There's a very similar tax loophole popular with the wealthy where you get a "great deal" on some slightly valuable art, donate it to charity, get it valued by an "expert" you know, who just happens to think it's worth many times what you paid, then write that off on your taxes. Basically free money.

[–] roguetrick@lemmy.world 1 points 10 minutes ago

If you ask me they should only be able to deduct the capital gains rate from that (which they would have to pay and thus be a wash).

[–] roguetrick@lemmy.world 3 points 22 hours ago* (last edited 22 hours ago) (1 children)
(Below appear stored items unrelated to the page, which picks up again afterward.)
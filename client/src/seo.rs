//! Search-engine metadata derivation.
//!
//! DESIGN
//! ======
//! Everything the `SeoHead` component renders is computed here from a plain
//! `SeoFields` value, so tag contents and the JSON-LD document can be checked
//! without a renderer. Missing optional fields never fail; they either fall
//! back to a default or drop the matching structured-data branch.

#[cfg(test)]
#[path = "seo_test.rs"]
mod seo_test;

use serde_json::{Map, Value, json};

use crate::content::SITE_NAME;
use crate::content::room::{GeoPoint, PostalAddress, Room};

/// Image used for social previews when a page supplies none.
pub const DEFAULT_IMAGE: &str = "/placeholder.svg";
/// Canonical URL used when neither an explicit value nor the page URL is known.
pub const DEFAULT_CANONICAL: &str = "https://example.com";
pub const DEFAULT_CURRENCY: &str = "VND";
pub const DEFAULT_LOCALE: &str = "vi_VN";
/// `type` attribute of the structured-data `<script>`.
pub const JSON_LD_TYPE: &str = "application/ld+json";
pub const TWITTER_CARD: &str = "summary_large_image";

/// Attribute that identifies a `<meta>` tag.
#[derive(Clone, Copy, Debug, PartialEq, Eq)]
pub enum MetaKey {
    /// `<meta name=...>` (description, keywords, Twitter card).
    Name(&'static str),
    /// `<meta property=...>` (Open Graph).
    Property(&'static str),
}

#[derive(Clone, Debug, PartialEq, Eq)]
pub struct MetaTag {
    pub key: MetaKey,
    pub content: String,
}

/// Everything `SeoHead` places in the document head, in render order.
#[derive(Clone, Debug, PartialEq, Eq)]
pub struct HeadTags {
    pub title: String,
    /// `href` of `<link rel="canonical">`.
    pub canonical: String,
    pub meta: Vec<MetaTag>,
    /// Body of the `<script type="application/ld+json">` element.
    pub json_ld: String,
}

/// Descriptive input for the head tags and structured data of one page.
#[derive(Clone, Debug, Default, PartialEq)]
pub struct SeoFields {
    pub title: String,
    pub description: String,
    pub keywords: Vec<String>,
    pub image: Option<String>,
    pub canonical: Option<String>,
    pub price: Option<u64>,
    pub currency: Option<String>,
    /// Floor area in square metres.
    pub area: Option<f64>,
    pub amenities: Vec<String>,
    pub address: Option<PostalAddress>,
    pub coordinates: Option<GeoPoint>,
}

impl SeoFields {
    pub fn new(title: impl Into<String>, description: impl Into<String>) -> Self {
        Self { title: title.into(), description: description.into(), ..Self::default() }
    }

    /// Preview image, falling back to the static placeholder.
    pub fn image(&self) -> &str {
        self.image.as_deref().unwrap_or(DEFAULT_IMAGE)
    }

    pub fn currency(&self) -> &str {
        self.currency.as_deref().unwrap_or(DEFAULT_CURRENCY)
    }

    /// Canonical URL: explicit value, else the current page URL, else the
    /// fixed placeholder.
    pub fn canonical(&self, current_url: Option<&str>) -> String {
        self.canonical
            .as_deref()
            .or(current_url)
            .unwrap_or(DEFAULT_CANONICAL)
            .to_owned()
    }

    /// Content of the `keywords` meta tag, `None` when no keywords were given.
    pub fn keywords_content(&self) -> Option<String> {
        if self.keywords.is_empty() {
            None
        } else {
            Some(self.keywords.join(", "))
        }
    }
}

impl From<&Room> for SeoFields {
    fn from(room: &Room) -> Self {
        Self {
            title: room.title.to_owned(),
            description: room.description.to_owned(),
            keywords: vec!["thuê phòng".to_owned(), room.address.locality.to_owned(), room.address.region.to_owned()],
            image: room.images.first().map(|s| (*s).to_owned()),
            canonical: None,
            price: Some(room.price),
            currency: Some(room.currency.to_owned()),
            area: Some(room.area),
            amenities: room.amenities.iter().map(|a| (*a).to_owned()).collect(),
            address: Some(room.address),
            coordinates: Some(room.coordinates),
        }
    }
}

/// Resolve defaults and derive the full head tag set for a page.
pub fn head_tags(fields: &SeoFields, current_url: Option<&str>) -> HeadTags {
    let canonical = fields.canonical(current_url);
    let json_ld = to_script_body(&structured_data(fields, &canonical));
    let image = fields.image();

    let mut meta = vec![name("description", &fields.description)];
    if let Some(keywords) = fields.keywords_content() {
        meta.push(name("keywords", &keywords));
    }
    meta.extend([
        property("og:type", "website"),
        property("og:site_name", SITE_NAME),
        property("og:locale", DEFAULT_LOCALE),
        property("og:title", &fields.title),
        property("og:description", &fields.description),
        property("og:image", image),
        property("og:url", &canonical),
        name("twitter:card", TWITTER_CARD),
        name("twitter:title", &fields.title),
        name("twitter:description", &fields.description),
        name("twitter:image", image),
    ]);

    HeadTags { title: fields.title.clone(), canonical, meta, json_ld }
}

fn name(key: &'static str, content: &str) -> MetaTag {
    MetaTag { key: MetaKey::Name(key), content: content.to_owned() }
}

fn property(key: &'static str, content: &str) -> MetaTag {
    MetaTag { key: MetaKey::Property(key), content: content.to_owned() }
}

/// Build the schema.org `Place` document for a page.
pub fn structured_data(fields: &SeoFields, canonical: &str) -> Value {
    let mut doc = Map::new();
    doc.insert("@context".into(), json!("https://schema.org"));
    doc.insert("@type".into(), json!("Place"));
    doc.insert("name".into(), json!(fields.title));
    doc.insert("description".into(), json!(fields.description));
    doc.insert("image".into(), json!(fields.image()));
    doc.insert("url".into(), json!(canonical));

    if let Some(address) = fields.address {
        doc.insert(
            "address".into(),
            json!({
                "@type": "PostalAddress",
                "streetAddress": address.street,
                "addressLocality": address.locality,
                "addressRegion": address.region,
                "addressCountry": address.country,
            }),
        );
    }
    if let Some(geo) = fields.coordinates {
        doc.insert(
            "geo".into(),
            json!({
                "@type": "GeoCoordinates",
                "latitude": geo.latitude,
                "longitude": geo.longitude,
            }),
        );
    }
    if let Some(price) = fields.price {
        doc.insert(
            "offers".into(),
            json!({
                "@type": "Offer",
                "price": price,
                "priceCurrency": fields.currency(),
                "availability": "https://schema.org/InStock",
            }),
        );
    }

    let amenities: Vec<Value> = fields
        .amenities
        .iter()
        .map(|name| {
            json!({
                "@type": "LocationFeatureSpecification",
                "name": name,
                "value": true,
            })
        })
        .collect();
    doc.insert("amenityFeature".into(), Value::Array(amenities));

    if let Some(area) = fields.area {
        doc.insert(
            "floorSize".into(),
            json!({
                "@type": "QuantitativeValue",
                "value": area,
                "unitCode": "MTK",
            }),
        );
    }

    Value::Object(doc)
}

/// Serialize a JSON-LD document for embedding in a `<script>` element.
///
/// `<`, `>` and `&` are emitted as `\u` escapes so the payload can never close
/// the element early and needs no HTML escaping.
pub fn to_script_body(doc: &Value) -> String {
    doc.to_string()
        .replace('<', "\\u003c")
        .replace('>', "\\u003e")
        .replace('&', "\\u0026")
}
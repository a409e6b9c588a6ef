//! Hygiene — enforces coding standards at test time
//!
//! Scans the client crate source tree for panics and silently dropped
//! results. Browser calls whose failure is irrelevant to rendering are the
//! only allowed discards; the budget never grows.
#![allow(clippy::absurd_extreme_comparisons)]

use std::fs;
use std::path::Path;

const MAX_UNWRAP: usize = 0;
const MAX_EXPECT: usize = 0;
const MAX_PANIC: usize = 0;
const MAX_TODO: usize = 0;

// Logger install in the hydrate entry point.
const MAX_SILENT_DISCARD: usize = 1;
// `location.href` conversion in `util::browser`.
const MAX_DOT_OK: usize = 1;

struct SourceFile {
    path: String,
    content: String,
}

/// Production `.rs` files under `src/`, excluding `*_test.rs`.
fn source_files() -> Vec<SourceFile> {
    let mut files = Vec::new();
    collect_rs_files(Path::new("src"), &mut files);
    files
}

fn collect_rs_files(dir: &Path, out: &mut Vec<SourceFile>) {
    let Ok(entries) = fs::read_dir(dir) else {
        return;
    };
    for entry in entries.flatten() {
        let path = entry.path();
        if path.is_dir() {
            collect_rs_files(&path, out);
        } else if path.extension().is_some_and(|e| e == "rs") {
            let path_str = path.to_string_lossy().to_string();
            if path_str.ends_with("_test.rs") {
                continue;
            }
            if let Ok(content) = fs::read_to_string(&path) {
                out.push(SourceFile { path: path_str, content });
            }
        }
    }
}

fn hits(files: &[SourceFile], pattern: &str) -> Vec<(String, usize)> {
    files
        .iter()
        .filter_map(|file| {
            let count = file.content.lines().filter(|line| line.contains(pattern)).count();
            (count > 0).then(|| (file.path.clone(), count))
        })
        .collect()
}

fn assert_budget(pattern: &str, max: usize) {
    let files = source_files();
    assert!(!files.is_empty(), "no sources found; run from the crate root");
    let found = hits(&files, pattern);
    let count: usize = found.iter().map(|(_, c)| c).sum();
    let listing = found
        .iter()
        .map(|(path, c)| format!("  {path}: {c}"))
        .collect::<Vec<_>>()
        .join("\n");
    assert!(count <= max, "{pattern} budget exceeded: found {count}, max {max}.\n{listing}");
}

#[test]
fn unwrap_budget() {
    assert_budget(".unwrap()", MAX_UNWRAP);
}

#[test]
fn expect_budget() {
    assert_budget(".expect(", MAX_EXPECT);
}

#[test]
fn panic_budget() {
    assert_budget("panic!(", MAX_PANIC);
}

#[test]
fn todo_budget() {
    assert_budget("todo!(", MAX_TODO);
}

#[test]
fn silent_discard_budget() {
    assert_budget("let _ =", MAX_SILENT_DISCARD);
}

#[test]
fn dot_ok_budget() {
    assert_budget(".ok()", MAX_DOT_OK);
}
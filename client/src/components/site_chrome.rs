//! Header navigation and footer shared by every route.
//!
//! The SEO landing page is absent from both link lists.

#[cfg(test)]
#[path = "site_chrome_test.rs"]
mod site_chrome_test;

use leptos::prelude::*;
use leptos_router::components::A;

use crate::content::SITE_NAME;
use crate::content::room::SAMPLE_ROOM;

/// Header links as `(label, href)`, in display order.
pub fn header_links() -> Vec<(&'static str, String)> {
    vec![
        ("Phòng nổi bật", format!("/rooms/{}", SAMPLE_ROOM.id)),
        ("Về chúng tôi", "/about".to_owned()),
        ("Thông tin", "/information".to_owned()),
        ("Hỗ trợ", "/support".to_owned()),
    ]
}

/// Footer links as `(label, href)`.
pub const FOOTER_LINKS: &[(&str, &str)] = &[
    ("Danh sách phòng", "/rooms"),
    ("Liên hệ", "/contact"),
    ("Câu hỏi thường gặp", "/support"),
];

#[component]
pub fn SiteHeader() -> impl IntoView {
    view! {
        <header class="site-header">
            <div class="container site-header__inner">
                <A href="/about" attr:class="site-header__brand">{SITE_NAME}</A>
                <nav class="site-header__nav">
                    {header_links()
                        .into_iter()
                        .map(|(label, href)| view! { <A href=href>{label}</A> })
                        .collect_view()}
                </nav>
            </div>
        </header>
    }
}

#[component]
pub fn SiteFooter() -> impl IntoView {
    view! {
        <footer class="site-footer">
            <div class="container">
                <p>{format!("© {SITE_NAME}. Nền tảng cho thuê phòng trực tuyến.")}</p>
                <nav class="site-footer__nav">
                    {FOOTER_LINKS.iter().map(|&(label, href)| view! { <a href=href>{label}</a> }).collect_view()}
                </nav>
            </div>
        </footer>
    }
}
//! Circular image index for the room detail gallery.

#[cfg(test)]
#[path = "carousel_test.rs"]
mod carousel_test;

/// Zero-based position in a fixed-length image sequence.
///
/// The index is always `< len` (or `0` for an empty sequence); every
/// transition wraps with modulo arithmetic.
#[derive(Clone, Copy, Debug, Default, PartialEq, Eq)]
pub struct Carousel {
    index: usize,
    len: usize,
}

impl Carousel {
    pub fn new(len: usize) -> Self {
        Self { index: 0, len }
    }

    pub fn index(&self) -> usize {
        self.index
    }

    pub fn len(&self) -> usize {
        self.len
    }

    pub fn is_empty(&self) -> bool {
        self.len == 0
    }

    /// Move to the next image, wrapping to the first after the last.
    pub fn advance(&mut self) {
        if self.len == 0 {
            return;
        }
        self.index = (self.index + 1) % self.len;
    }

    /// Move to the previous image, wrapping to the last from the first.
    pub fn retreat(&mut self) {
        if self.len == 0 {
            return;
        }
        self.index = if self.index == 0 { self.len - 1 } else { self.index - 1 };
    }

    /// Jump to a thumbnail. Out-of-range positions wrap.
    pub fn select(&mut self, index: usize) {
        if self.len == 0 {
            return;
        }
        self.index = index % self.len;
    }

    /// The image at the current index.
    pub fn current<'a, T>(&self, items: &'a [T]) -> Option<&'a T> {
        items.get(self.index)
    }
}
//! Information page content: contact channels and platform facts.

#[derive(Clone, Copy, Debug, PartialEq, Eq)]
pub struct ContactChannel {
    pub icon: &'static str,
    pub label: &'static str,
    pub value: &'static str,
    /// `tel:`, `mailto:` or web link; `None` renders plain text.
    pub href: Option<&'static str>,
}

/// A label/value row in the platform facts table.
#[derive(Clone, Copy, Debug, PartialEq, Eq)]
pub struct SystemInfo {
    pub label: &'static str,
    pub value: &'static str,
}

pub const CONTACTS: &[ContactChannel] = &[
    ContactChannel { icon: "📞", label: "Hotline", value: "1900 6868", href: Some("tel:19006868") },
    ContactChannel {
        icon: "✉️",
        label: "Email",
        value: "hotro@phongtot.vn",
        href: Some("mailto:hotro@phongtot.vn"),
    },
    ContactChannel {
        icon: "📍",
        label: "Văn phòng",
        value: "125 Nguyễn Đình Chiểu, Quận 3, TP. Hồ Chí Minh",
        href: None,
    },
    ContactChannel { icon: "🕘", label: "Giờ làm việc", value: "08:00 – 21:00, Thứ Hai – Chủ Nhật", href: None },
];

pub const SYSTEM_INFO: &[SystemInfo] = &[
    SystemInfo { label: "Phiên bản", value: env!("CARGO_PKG_VERSION") },
    SystemInfo { label: "Khu vực phục vụ", value: "TP. Hồ Chí Minh, Hà Nội, Đà Nẵng" },
    SystemInfo { label: "Thời gian duyệt tin", value: "Trong vòng 2 giờ làm việc" },
    SystemInfo { label: "Thanh toán", value: "Chuyển khoản, ví điện tử, thẻ nội địa" },
    SystemInfo { label: "Ngôn ngữ", value: "Tiếng Việt" },
];

pub const POLICIES: &[(&str, &str)] = &[
    ("Điều khoản sử dụng", "/terms"),
    ("Chính sách bảo mật", "/privacy"),
    ("Quy chế đăng tin", "/posting-rules"),
];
They don't let you deduct the cost of your own labor ever. The property thing is the loophole (but after further research not a real loophole and they will nail you for it).

[–] OwOarchist@pawb.social 1 points 11 hours ago (1 children)

They don’t let you deduct the cost of your own labor ever.

Yes, but ... if you use your own labor to create a product, and then donate the product, you can deduct the value of the product.

[–] roguetrick@lemmy.world 1 points 32 minutes ago* (last edited 31 minutes ago)

But my point is technically you can deduct the cost of the product. Lets say you knitted an Afghan that you can sell on Etsy and donated it to someone. You can only technically deduct the cost of the yarn, but you're getting away with doing the market value thing. Full audit would nail you for it but the IRS isn't staffed enough to call you in for one of those.